**Records to use**:
== Segment start ==
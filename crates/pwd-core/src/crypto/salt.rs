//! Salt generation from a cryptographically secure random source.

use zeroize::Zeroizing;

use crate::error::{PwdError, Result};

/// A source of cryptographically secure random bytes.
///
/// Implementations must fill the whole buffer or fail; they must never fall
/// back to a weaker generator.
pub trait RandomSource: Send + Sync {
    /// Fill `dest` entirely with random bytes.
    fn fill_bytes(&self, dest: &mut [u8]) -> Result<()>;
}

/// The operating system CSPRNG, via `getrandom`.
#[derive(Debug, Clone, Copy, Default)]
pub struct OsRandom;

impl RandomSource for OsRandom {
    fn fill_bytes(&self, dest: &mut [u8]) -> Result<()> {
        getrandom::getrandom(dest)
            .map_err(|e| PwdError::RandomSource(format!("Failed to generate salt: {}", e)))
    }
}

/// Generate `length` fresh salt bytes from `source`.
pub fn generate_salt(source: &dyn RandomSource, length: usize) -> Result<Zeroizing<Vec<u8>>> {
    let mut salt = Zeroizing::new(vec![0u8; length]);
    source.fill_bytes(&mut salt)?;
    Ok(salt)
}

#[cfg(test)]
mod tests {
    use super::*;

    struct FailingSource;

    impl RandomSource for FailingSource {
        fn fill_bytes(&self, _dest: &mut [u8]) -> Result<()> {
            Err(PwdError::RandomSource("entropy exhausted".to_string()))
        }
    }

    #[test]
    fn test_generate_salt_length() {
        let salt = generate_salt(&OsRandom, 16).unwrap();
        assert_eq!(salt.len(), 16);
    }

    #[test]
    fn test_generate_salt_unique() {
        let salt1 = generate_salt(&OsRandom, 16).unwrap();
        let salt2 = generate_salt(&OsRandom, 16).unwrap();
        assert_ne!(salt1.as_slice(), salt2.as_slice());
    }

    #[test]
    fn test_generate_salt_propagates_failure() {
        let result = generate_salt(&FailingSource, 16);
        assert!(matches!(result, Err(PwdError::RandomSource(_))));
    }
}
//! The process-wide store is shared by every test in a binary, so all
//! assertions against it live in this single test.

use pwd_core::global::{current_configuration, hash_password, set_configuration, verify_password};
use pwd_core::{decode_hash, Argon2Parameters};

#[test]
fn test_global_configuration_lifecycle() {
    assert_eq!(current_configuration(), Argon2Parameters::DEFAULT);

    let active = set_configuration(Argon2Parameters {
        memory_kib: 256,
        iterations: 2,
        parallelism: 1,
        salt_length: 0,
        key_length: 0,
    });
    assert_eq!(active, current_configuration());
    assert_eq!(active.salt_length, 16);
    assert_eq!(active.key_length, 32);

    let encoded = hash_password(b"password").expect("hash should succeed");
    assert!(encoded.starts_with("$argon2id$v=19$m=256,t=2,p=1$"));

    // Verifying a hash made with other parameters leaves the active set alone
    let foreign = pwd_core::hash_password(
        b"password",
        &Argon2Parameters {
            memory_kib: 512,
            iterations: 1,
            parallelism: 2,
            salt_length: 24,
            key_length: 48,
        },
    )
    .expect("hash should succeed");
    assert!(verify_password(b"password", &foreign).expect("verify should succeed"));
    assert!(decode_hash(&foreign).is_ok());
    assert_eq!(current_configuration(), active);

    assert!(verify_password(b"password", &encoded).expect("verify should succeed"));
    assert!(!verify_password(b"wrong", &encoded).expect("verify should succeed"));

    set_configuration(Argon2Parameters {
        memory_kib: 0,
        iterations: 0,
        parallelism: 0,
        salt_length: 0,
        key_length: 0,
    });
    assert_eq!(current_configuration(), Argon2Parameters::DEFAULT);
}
== Segment end ==
**Work to complete**:
Copy the stretch of the records above that runs from the line with "let mut salt" through the line with "let salt2 = generate_salt(&OsRandom, 16).unwrap();". Both end lines belong in the copy, and nothing else does.

**Solution for this task**:
    let mut salt = Zeroizing::new(vec![0u8; length]);
    source.fill_bytes(&mut salt)?;
    Ok(salt)
}

#[cfg(test)]
mod tests {
    use super::*;

    struct FailingSource;

    impl RandomSource for FailingSource {
        fn fill_bytes(&self, _dest: &mut [u8]) -> Result<()> {
            Err(PwdError::RandomSource("entropy exhausted".to_string()))
        }
    }

    #[test]
    fn test_generate_salt_length() {
        let salt = generate_salt(&OsRandom, 16).unwrap();
        assert_eq!(salt.len(), 16);
    }

    #[test]
    fn test_generate_salt_unique() {
        let salt1 = generate_salt(&OsRandom, 16).unwrap();
        let salt2 = generate_salt(&OsRandom, 16).unwrap();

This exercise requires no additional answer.